На основании доступных нам рассуждений писателя о собственном творчестве мы не можем точно сказать, какие именно политические и теологические концепции Достоевский ассоциировал с Великим инквизитором.
В одних фрагментах Достоевский связывает дух Великого инквизитора с католичеством [Достоевский 2019: 300], в других он разоблачает нигилистические и социалистические аспекты его идеологии [Достоевский 1996a: 575], сразу в нескольких местах он также говорит об идеологии Великого инквизитора как об определенном наборе антропологических установок, которые могут иметь как религиозное, так и политическое идейное воплощение [Достоевский 1976: 198; Достоевский 1996b: 7-8]. Но обращаясь к интерпретации Бердяева, мы можем сказать, что Достоевский видел Великого инквизитора во всяком земном авторитете, в любой земной власти, политической и религиозной. В рамках такой трактовки мы можем увидеть «Легенде...» не просто программную критику и деконструкцию отдельных идеологий, но и более общее рассуждение о сущности земной власти как таковой.

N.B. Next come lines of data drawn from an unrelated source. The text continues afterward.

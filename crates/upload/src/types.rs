//! Data types for the upload flow.

use std::fmt;
use std::path::Path;
use std::sync::Arc;

use promethium_protocol::{DEFAULT_CHUNK_SIZE, DatasetFormat, DatasetRecord, MAX_IN_FLIGHT_CHUNKS};
use promethium_transfer::{
    ByteSource, COMPLETE_PERCENTAGE, FileSource, TransferError, validate_file_name,
};
use serde::{Deserialize, Serialize};

use crate::error::{UploadError, ValidationError};
use crate::retry::RetryPolicy;

/// One validated upload attempt's input. Never mutated after construction.
#[derive(Clone)]
pub struct UploadRequest {
    source: Arc<dyn ByteSource>,
    name: String,
    format: DatasetFormat,
}

impl UploadRequest {
    /// Validates and builds a request from an already opened source.
    ///
    /// `format` is parsed case-insensitively (`SEGY`, `SAC`, `MINISEED`).
    pub fn new(
        source: Arc<dyn ByteSource>,
        name: impl Into<String>,
        format: &str,
    ) -> Result<Self, ValidationError> {
        let format = format.parse::<DatasetFormat>()?;
        Self::with_format(source, name, format)
    }

    /// Like [`UploadRequest::new`] with an already typed format.
    pub fn with_format(
        source: Arc<dyn ByteSource>,
        name: impl Into<String>,
        format: DatasetFormat,
    ) -> Result<Self, ValidationError> {
        let name = name.into();
        if name.trim().is_empty() {
            return Err(ValidationError::EmptyName);
        }
        validate_file_name(source.file_name()).map_err(ValidationError::InvalidFileName)?;
        if source.size() == 0 {
            return Err(ValidationError::EmptyFile);
        }

        Ok(Self {
            source,
            name,
            format,
        })
    }

    /// Opens the file at `path` and validates the request.
    pub async fn from_path(
        path: impl AsRef<Path>,
        name: impl Into<String>,
        format: &str,
    ) -> Result<Self, ValidationError> {
        let format = format.parse::<DatasetFormat>()?;
        let source = FileSource::open(path).await.map_err(|e| match e {
            TransferError::InvalidFileName(_) => ValidationError::InvalidFileName(e),
            other => ValidationError::MissingFile(other),
        })?;
        Self::with_format(Arc::new(source), name, format)
    }

    pub fn source(&self) -> &Arc<dyn ByteSource> {
        &self.source
    }

    /// Display name registered with the dataset.
    pub fn name(&self) -> &str {
        &self.name
    }

    pub fn format(&self) -> DatasetFormat {
        self.format
    }

    /// File name announced in the init exchange.
    pub fn file_name(&self) -> &str {
        self.source.file_name()
    }

    pub fn total_size(&self) -> u64 {
        self.source.size()
    }
}

impl fmt::Debug for UploadRequest {
    fn fmt(&self, f: &mut fmt::Formatter<'_>) -> fmt::Result {
        f.debug_struct("UploadRequest")
            .field("file_name", &self.file_name())
            .field("total_size", &self.total_size())
            .field("name", &self.name)
            .field("format", &self.format)
            .finish()
    }
}

/// Server-issued context for one upload attempt. Kept in memory only.
#[derive(Debug, Clone, PartialEq, Eq)]
pub struct UploadSession {
    pub upload_id: String,
    /// Authoritative chunk size confirmed by the server.
    pub chunk_size: u64,
    pub total_chunks: usize,
}

/// Event emitted on an attempt's progress channel.
///
/// Zero or more `Progress` events are followed by exactly one terminal
/// `Complete` or `Error`, after which the channel closes.
#[derive(Debug, Clone)]
pub enum UploadEvent {
    /// A chunk was acknowledged. `percentage` never exceeds 99.
    Progress {
        percentage: u8,
        acknowledged: usize,
        total_chunks: usize,
    },
    /// The server registered the assembled dataset.
    Complete { dataset: DatasetRecord },
    /// The attempt failed; restart from file selection.
    Error { error: Arc<UploadError> },
}

/// Discriminant of [`UploadEvent`].
#[derive(Debug, Clone, Copy, PartialEq, Eq)]
pub enum EventKind {
    Progress,
    Complete,
    Error,
}

impl UploadEvent {
    pub fn kind(&self) -> EventKind {
        match self {
            Self::Progress { .. } => EventKind::Progress,
            Self::Complete { .. } => EventKind::Complete,
            Self::Error { .. } => EventKind::Error,
        }
    }

    /// Percentage carried by the event: 0–99 for progress, 100 for
    /// completion, 0 for errors.
    pub fn percentage(&self) -> u8 {
        match self {
            Self::Progress { percentage, .. } => *percentage,
            Self::Complete { .. } => COMPLETE_PERCENTAGE,
            Self::Error { .. } => 0,
        }
    }

    /// Returns `true` for `Complete` and `Error`.
    pub fn is_terminal(&self) -> bool {
        !matches!(self, Self::Progress { .. })
    }
}

/// Terminal value of an upload attempt, produced exactly once.
pub type UploadOutcome = Result<DatasetRecord, Arc<UploadError>>;

/// Tunables for the orchestrator.
#[derive(Debug, Clone, PartialEq, Serialize, Deserialize)]
#[serde(default)]
pub struct UploadConfig {
    /// Preferred chunk size sent in the init exchange, capped at 5 MiB.
    pub chunk_size: u64,
    /// Concurrent chunk transfers. Values above 3 are clamped to 3.
    pub max_in_flight: usize,
    pub retry: RetryPolicy,
}

impl Default for UploadConfig {
    fn default() -> Self {
        Self {
            chunk_size: DEFAULT_CHUNK_SIZE,
            max_in_flight: MAX_IN_FLIGHT_CHUNKS,
            retry: RetryPolicy::default(),
        }
    }
}

#[cfg(test)]
mod tests {
    use super::*;
    use promethium_transfer::MemorySource;

    fn source(name: &str, len: usize) -> Arc<dyn ByteSource> {
        Arc::new(MemorySource::new(name, vec![7u8; len]))
    }

    #[test]
    fn request_validates_inputs() {
        let req = UploadRequest::new(source("line.sgy", 10), "Line 1", "segy").unwrap();
        assert_eq!(req.format(), DatasetFormat::Segy);
        assert_eq!(req.file_name(), "line.sgy");
        assert_eq!(req.total_size(), 10);

        assert!(matches!(
            UploadRequest::new(source("line.sgy", 10), "  ", "SEGY"),
            Err(ValidationError::EmptyName)
        ));
        assert!(matches!(
            UploadRequest::new(source("line.sgy", 10), "Line 1", "netcdf"),
            Err(ValidationError::UnknownFormat(_))
        ));
        assert!(matches!(
            UploadRequest::new(source("line.sgy", 0), "Line 1", "SEGY"),
            Err(ValidationError::EmptyFile)
        ));
        assert!(matches!(
            UploadRequest::new(source("../line.sgy", 10), "Line 1", "SEGY"),
            Err(ValidationError::InvalidFileName(_))
        ));
    }

    #[tokio::test]
    async fn request_from_missing_path() {
        let dir = tempfile::tempdir().unwrap();
        let result = UploadRequest::from_path(dir.path().join("nope.sac"), "x", "SAC").await;
        assert!(matches!(result, Err(ValidationError::MissingFile(_))));
    }

    #[tokio::test]
    async fn request_from_path() {
        let dir = tempfile::tempdir().unwrap();
        let path = dir.path().join("sta.mseed");
        std::fs::write(&path, b"MSEED").unwrap();

        let req = UploadRequest::from_path(&path, "Station", "MINISEED").await.unwrap();
        assert_eq!(req.file_name(), "sta.mseed");
        assert_eq!(req.total_size(), 5);
        assert_eq!(req.format(), DatasetFormat::Miniseed);
    }

    #[test]
    fn event_percentages() {
        let progress = UploadEvent::Progress {
            percentage: 42,
            acknowledged: 5,
            total_chunks: 12,
        };
        assert_eq!(progress.percentage(), 42);
        assert!(!progress.is_terminal());

        let error = UploadEvent::Error {
            error: Arc::new(UploadError::Cancelled),
        };
        assert_eq!(error.kind(), EventKind::Error);
        assert_eq!(error.percentage(), 0);
        assert!(error.is_terminal());
    }

    #[test]
    fn config_defaults_and_partial_json() {
        let config = UploadConfig::default();
        assert_eq!(config.chunk_size, 5 * 1024 * 1024);
        assert_eq!(config.max_in_flight, 3);
        assert_eq!(config.retry.max_attempts(), 4);

        let parsed: UploadConfig = serde_json::from_str(r#"{"chunk_size": 1048576}"#).unwrap();
        assert_eq!(parsed.chunk_size, 1024 * 1024);
        assert_eq!(parsed.max_in_flight, 3);
    }
}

Так как Великий инквизитор предлагает совершенно добровольное единение людей под своим началом, то его знамена и искушения можно интерпретировать не только как инструменты порабощения человека (так они выглядят с точки зрения апологии свободы личности, которую приводит сам Достоевский), но и как необходимые пункты общественного договора, легитимизирующего любую власть над людьми. Первый пункт договора -- знамя хлебов -- ассоциируется с базовой распределительной справедливостью, исходящей от государства.
Второй пункт -- знамя авторитета -- предполагает ограждение человека от ужасов естественного состояния и принятие государством ответственности за посюстороннее спасение своего народа в обмен на тягостную для него свободу.

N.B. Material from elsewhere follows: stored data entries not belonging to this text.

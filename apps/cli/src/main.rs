//! `promethium-upload`: uploads seismic datasets to a Promethium server in
//! chunks and browses the registered datasets.

mod config;

use std::path::PathBuf;
use std::sync::Arc;
use std::time::Duration;

use anyhow::Context;
use clap::{Parser, Subcommand};
use indicatif::{ProgressBar, ProgressStyle};
use promethium_protocol::{DEFAULT_CHUNK_SIZE, DatasetRecord};
use promethium_upload::{HttpClient, UploadEvent, UploadOrchestrator, UploadRequest};
use tracing_subscriber::EnvFilter;

use config::CliConfig;

#[derive(Debug, Parser)]
#[command(name = "promethium-upload", version, about)]
struct Cli {
    /// API root, e.g. http://localhost:8000/api/v1.
    #[arg(long, global = true, env = "PROMETHIUM_BASE_URL")]
    base_url: Option<String>,

    /// Bearer token for the API.
    #[arg(long, global = true, env = "PROMETHIUM_TOKEN", hide_env_values = true)]
    token: Option<String>,

    /// Path to a JSON config file.
    #[arg(long, global = true)]
    config: Option<PathBuf>,

    /// Enable debug logging.
    #[arg(short, long, global = true)]
    verbose: bool,

    #[command(subcommand)]
    command: Command,
}

#[derive(Debug, Subcommand)]
enum Command {
    /// Upload a file as a new dataset.
    Upload {
        file: PathBuf,

        /// Dataset name. Defaults to the file name.
        #[arg(long)]
        name: Option<String>,

        /// Declared format: SEGY, SAC or MINISEED (case-insensitive).
        #[arg(long)]
        format: String,

        /// Preferred chunk size in bytes, at most 5 MiB.
        #[arg(long, value_parser = clap::value_parser!(u64).range(1..=DEFAULT_CHUNK_SIZE))]
        chunk_size: Option<u64>,

        /// List datasets after a successful upload.
        #[arg(long)]
        list: bool,
    },
    /// List registered datasets.
    List {
        #[arg(long, default_value_t = 0)]
        skip: u32,
        #[arg(long, default_value_t = 100)]
        limit: u32,
    },
    /// Show one dataset as JSON.
    Show { id: i64 },
}

#[tokio::main]
async fn main() -> anyhow::Result<()> {
    let cli = Cli::parse();
    init_tracing(cli.verbose);

    let mut config = CliConfig::load(cli.config.as_deref())?;
    if let Some(base_url) = cli.base_url {
        config.base_url = base_url;
    }
    if cli.token.is_some() {
        config.token = cli.token;
    }

    let client = build_client(&config)?;

    match cli.command {
        Command::Upload {
            file,
            name,
            format,
            chunk_size,
            list,
        } => {
            if let Some(chunk_size) = chunk_size {
                config.upload.chunk_size = chunk_size;
            }
            let dataset = upload(client.clone(), &config, file, name, &format).await?;
            println!("{}", serde_json::to_string_pretty(&dataset)?);
            if list {
                print_datasets(&client.list_datasets(0, 100).await?);
            }
            Ok(())
        }
        Command::List { skip, limit } => {
            let datasets = client.list_datasets(skip, limit).await?;
            print_datasets(&datasets);
            Ok(())
        }
        Command::Show { id } => match client.get_dataset(id).await? {
            Some(dataset) => {
                println!("{}", serde_json::to_string_pretty(&dataset)?);
                Ok(())
            }
            None => anyhow::bail!("dataset {id} not found"),
        },
    }
}

fn init_tracing(verbose: bool) {
    let default = if verbose {
        "info,promethium_upload=debug,promethium_transfer=debug"
    } else {
        "warn"
    };
    tracing_subscriber::fmt()
        .with_env_filter(
            EnvFilter::try_from_default_env().unwrap_or_else(|_| EnvFilter::new(default)),
        )
        .with_writer(std::io::stderr)
        .init();
}

fn build_client(config: &CliConfig) -> anyhow::Result<HttpClient> {
    let mut builder = HttpClient::builder(config.base_url.as_str())
        .connect_timeout(Duration::from_secs(config.connect_timeout_secs))
        .timeout(Duration::from_secs(config.request_timeout_secs));
    if let Some(token) = &config.token {
        builder = builder.bearer_token(token);
    }
    builder
        .build()
        .with_context(|| format!("invalid API base URL {}", config.base_url))
}

async fn upload(
    client: HttpClient,
    config: &CliConfig,
    file: PathBuf,
    name: Option<String>,
    format: &str,
) -> anyhow::Result<DatasetRecord> {
    let name = match name {
        Some(name) => name,
        None => file
            .file_name()
            .map(|n| n.to_string_lossy().into_owned())
            .unwrap_or_default(),
    };
    let request = UploadRequest::from_path(&file, name, format)
        .await
        .with_context(|| format!("cannot upload {}", file.display()))?;

    tracing::info!(
        file = %file.display(),
        size = request.total_size(),
        base_url = %client.base_url(),
        "starting upload"
    );

    let orchestrator = UploadOrchestrator::with_config(Arc::new(client), config.upload.clone());
    let mut handle = orchestrator.spawn(request);
    let mut events = handle
        .take_events()
        .context("upload event channel already taken")?;

    let cancel = handle.cancel_token();
    tokio::spawn(async move {
        if tokio::signal::ctrl_c().await.is_ok() {
            cancel.cancel();
        }
    });

    let bar = ProgressBar::new(100);
    bar.set_style(
        ProgressStyle::default_bar()
            .template("{spinner:.green} [{elapsed_precise}] [{bar:40.cyan/blue}] {pos:>3}% {msg}")?
            .progress_chars("#>-"),
    );
    bar.enable_steady_tick(Duration::from_millis(120));

    while let Some(event) = events.recv().await {
        match event {
            UploadEvent::Progress {
                percentage,
                acknowledged,
                total_chunks,
            } => {
                bar.set_position(u64::from(percentage));
                bar.set_message(format!("{acknowledged}/{total_chunks} chunks"));
            }
            UploadEvent::Complete { .. } => {
                bar.set_position(100);
                bar.finish_with_message("done");
            }
            UploadEvent::Error { error } => {
                bar.abandon_with_message(format!("failed: {error}"));
            }
        }
    }

    match handle.join().await.context("upload task panicked")? {
        Ok(dataset) => {
            tracing::info!(dataset_id = dataset.id, "dataset registered");
            Ok(dataset)
        }
        Err(e) => {
            let kind = e.kind();
            Err(anyhow::Error::new(e).context(format!("upload failed ({kind:?})")))
        }
    }
}

fn print_datasets(datasets: &[DatasetRecord]) {
    if datasets.is_empty() {
        println!("No datasets.");
        return;
    }
    println!("{:>6}  {:<9}  {:<25}  NAME", "ID", "FORMAT", "UPLOADED");
    for d in datasets {
        println!(
            "{:>6}  {:<9}  {:<25}  {}",
            d.id,
            d.format,
            d.upload_time.format("%Y-%m-%d %H:%M:%S UTC"),
            d.name
        );
    }
}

Третий и самый важный пункт -- знамя чуда -- можно понимать и более узко как идеологическое основание всякой власти, в рамках которого власть мистифицируется и служение ей приобретает культовый статус. И более широко -- как указание на удержание контроля над прерывностью политического и возможность объявить чрезвычайное положение как надправовой источник всякого суверенитета.

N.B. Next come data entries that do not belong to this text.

use chrono::{DateTime, Utc};
use serde::{Deserialize, Serialize};

use super::GeoPoint;

/// A delivery worker, one per `User` with role staff.
#[derive(Debug, Clone, Serialize, Deserialize)]
pub struct Staff {
    #[serde(rename = "_id")]
    pub id: String,
    pub user_id: String,
    pub name: String,
    pub phone: Option<String>,
    #[serde(default)]
    pub is_online: bool,
    pub location: Option<GeoPoint>,
    pub fcm_token: Option<String>,
    pub vehicle_number: Option<String>,
    #[serde(default, with = "crate::models::timestamp::option")]
    pub last_seen_at: Option<DateTime<Utc>>,
    #[serde(with = "crate::models::timestamp")]
    pub created_at: DateTime<Utc>,
    #[serde(with = "crate::models::timestamp")]
    pub updated_at: DateTime<Utc>,
}
use chrono::{DateTime, Utc};
use serde::{Deserialize, Serialize};

use super::GeoPoint;

/// Delivery details for a customer user, one per `User` with role customer.
#[derive(Debug, Clone, Serialize, Deserialize)]
pub struct CustomerProfile {
    #[serde(rename = "_id")]
    pub id: String,
    pub user_id: String,
    pub name: String,
    pub phone: Option<String>,
    pub address: Option<String>,
    pub location: Option<GeoPoint>,
    pub fcm_token: Option<String>,
    #[serde(with = "crate::models::timestamp")]
    pub created_at: DateTime<Utc>,
    #[serde(with = "crate::models::timestamp")]
    pub updated_at: DateTime<Utc>,
}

Но хотя соблазн Великого инквизитора можно увидеть во всяком посюстороннем авторитете, сама степень угнетения свободы и реализации инквизиторских тоталитарных амбиций при этом, безусловно, может разниться. Наибольшее соответствие идеологии Великого инквизитора Достоевский видел в воинственном католичестве и в социализме, но его рассуждение о данных идеологиях практически всегда имело теоретический характер, Инквизитор был для него символом именно эсхатологического времени, а не исторического.
Николай Бердяев развивает мысль Достоевского и уже напрямую отождествляет действительную историческую советскую власть с антиутопией Великого инквизитора. В трех знаменах Великого инквизитора, порабощающих человека, он видит интегральные части большевистской идеологии. Знамя хлебов инквизитора Бердяев отождествляет с примитивной марксистской антропологией, которая принижает свободу человека и его способность к моральному действию в угоду чисто механических экономических установок.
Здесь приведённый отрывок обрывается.